Domenica scorsa, ultima delle sei recite previste in un teatro sold out (fuori tante persone speravano che qualcuno rinunciasse al biglietto), è arrivata, in visita privata, la senatrice a vita Liliana Segre salutata con entusiasmo dal pubblico che entrava in teatro.
Il sipario si apre con un Richard Wagner (interpretato da Andrea Argentieri, Premio Ubu 2019 come miglior attore under 35) rannicchiato dietro a delle immagini di foreste boeme proiettate, l’inizio di un viaggio nella mente del compositore che appare sporadicamente e che, nel preludio del terzo atto, da un palchetto del teatro, abbozza anche la direzione.

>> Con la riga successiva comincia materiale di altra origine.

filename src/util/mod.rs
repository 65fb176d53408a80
pub mod vec2;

Si viene poi catapultati in un tribunale dove realtà e sogno si mescolano raccontando la storia in un palcoscenico minimalista; è in questo tribunale dove la storia si dipana che tutto si svolgerà. Sempre luci e proiezioni creano effetti suggestivi e simboli come croci luminose, vestiti fluorescenti, un’enorme spada che dalla parete cala verso terra e un cigno in tutte le sue angolazioni.
La parte musicale è affidata al direttore Asher Fisch – che avevamo ascoltato in Otello – artefice di una bellissima lettura del capolavoro wagneriano, fin dal preludio l’Orchestra suona compatta offrendo momenti musicalmente indimenticabili. Il Direttore, a ogni rientro dopo gli intervalli, è sempre stato accolto da calorosi applausi che, alla fine, si sono trasformati in standing ovation.
In quest’opera il Coro ricopre una parte importantissima e per quello del Teatro, preparato da Gea Garatti Ansini, affiancato da quello del Teatro Accademico Nazionale dell’Opera e del Balletto Ucraini “Taras Shevchenko” diretto da Bogdan Plisch, potremmo spingerci a usare il termine perfezione per definirne l’esecuzione.
Cast delle voci soliste di primissimo livello a partire da Elsa (soprano) interpretata magistralmente da Martina Welschenbach: la sua voce è corposa e il suo timbro sale con facilità nell’acuto e nei registi medi.
La perfida Ortrud (soprano) di Ricarda Merbeth è un personaggio a tutto tondo e Telramund (baritono) di Lucio Gallo non è da meno disegnando con sicurezza un personaggio credibile sia scenicamente che vocalmente.
Heinrich der Vogler (basso) di Albert Dohmen, una voce che fa veramente la differenza per colore, corposità e autorevolezza.
Lohengrin (tenore) interpretato da Vincent Wolfsteiner, nell’impervia parte del cavaliere, porta a casa un buon risultato.
Molto bravi anche gli altri, a fine spettacolo – quattro ore abbondanti di musica che sono veramente volate – il pubblico ha tributato lunghi applausi a tutti gli artisti e soprattutto al Coro straordinario; tante sono state le uscite degli artisti, in attesa dell’appuntamento con la nuova stagione operistica e la terza opera del progetto “Richard Wagner” Der Fliegende Hollander.